Source records:
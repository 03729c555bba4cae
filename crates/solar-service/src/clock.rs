//! Time source for the service.

use std::sync::Mutex;

use time::{Date, Duration, OffsetDateTime, UtcOffset};

/// Source of "now" for ingestion, archiving and day-relative queries.
pub trait Clock: Send + Sync {
    /// Current instant, in the clock's local offset.
    fn now(&self) -> OffsetDateTime;

    /// Current calendar date in the clock's local offset.
    fn today(&self) -> Date {
        self.now().date()
    }
}

/// Wall clock at a fixed UTC offset.
#[derive(Debug, Clone, Copy)]
pub struct SystemClock {
    offset: UtcOffset,
}

impl SystemClock {
    /// Clock reporting local time at `offset`.
    pub fn new(offset: UtcOffset) -> Self {
        Self { offset }
    }

    /// Clock reporting UTC.
    pub fn utc() -> Self {
        Self::new(UtcOffset::UTC)
    }

    /// The configured offset.
    pub fn offset(&self) -> UtcOffset {
        self.offset
    }
}

impl Default for SystemClock {
    fn default() -> Self {
        Self::utc()
    }
}

impl Clock for SystemClock {
    fn now(&self) -> OffsetDateTime {
        OffsetDateTime::now_utc().to_offset(self.offset)
    }
}

/// Manually driven clock (for testing).
#[derive(Debug)]
pub struct FixedClock {
    now: Mutex<OffsetDateTime>,
}

impl FixedClock {
    /// Clock frozen at `now`.
    pub fn new(now: OffsetDateTime) -> Self {
        Self {
            now: Mutex::new(now),
        }
    }

    /// Move the clock to `now`.
    pub fn set(&self, now: OffsetDateTime) {
        if let Ok(mut guard) = self.now.lock() {
            *guard = now;
        }
    }

    /// Move the clock forward.
    pub fn advance(&self, by: Duration) {
        if let Ok(mut guard) = self.now.lock() {
            *guard += by;
        }
    }
}

impl Clock for FixedClock {
    fn now(&self) -> OffsetDateTime {
        match self.now.lock() {
            Ok(guard) => *guard,
            Err(poisoned) => *poisoned.into_inner(),
        }
    }
}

> _WORK TO COMPLETE_
Each record should come back exactly as written.

> _WRITTEN ANSWER_
repository 03729c555bba4cae
filename crates/solar-service/src/clock.rs
//! Time source for the service.

use std::sync::Mutex;

use time::{Date, Duration, OffsetDateTime, UtcOffset};

/// Source of "now" for ingestion, archiving and day-relative queries.
pub trait Clock: Send + Sync {
    /// Current instant, in the clock's local offset.
    fn now(&self) -> OffsetDateTime;

    /// Current calendar date in the clock's local offset.
    fn today(&self) -> Date {
        self.now().date()
    }
}

/// Wall clock at a fixed UTC offset.
#[derive(Debug, Clone, Copy)]
pub struct SystemClock {
    offset: UtcOffset,
}

impl SystemClock {
    /// Clock reporting local time at `offset`.
    pub fn new(offset: UtcOffset) -> Self {
        Self { offset }
    }

    /// Clock reporting UTC.
    pub fn utc() -> Self {
        Self::new(UtcOffset::UTC)
    }

    /// The configured offset.
    pub fn offset(&self) -> UtcOffset {
        self.offset
    }
}

impl Default for SystemClock {
    fn default() -> Self {
        Self::utc()
    }
}

impl Clock for SystemClock {
    fn now(&self) -> OffsetDateTime {
        OffsetDateTime::now_utc().to_offset(self.offset)
    }
}

/// Manually driven clock (for testing).
#[derive(Debug)]
pub struct FixedClock {
    now: Mutex<OffsetDateTime>,
}

impl FixedClock {
    /// Clock frozen at `now`.
    pub fn new(now: OffsetDateTime) -> Self {
        Self {
            now: Mutex::new(now),
        }
    }

    /// Move the clock to `now`.
    pub fn set(&self, now: OffsetDateTime) {
        if let Ok(mut guard) = self.now.lock() {
            *guard = now;
        }
    }

    /// Move the clock forward.
    pub fn advance(&self, by: Duration) {
        if let Ok(mut guard) = self.now.lock() {
            *guard += by;
        }
    }
}

impl Clock for FixedClock {
    fn now(&self) -> OffsetDateTime {
        match self.now.lock() {
            Ok(guard) => *guard,
            Err(poisoned) => *poisoned.into_inner(),
        }
    }
}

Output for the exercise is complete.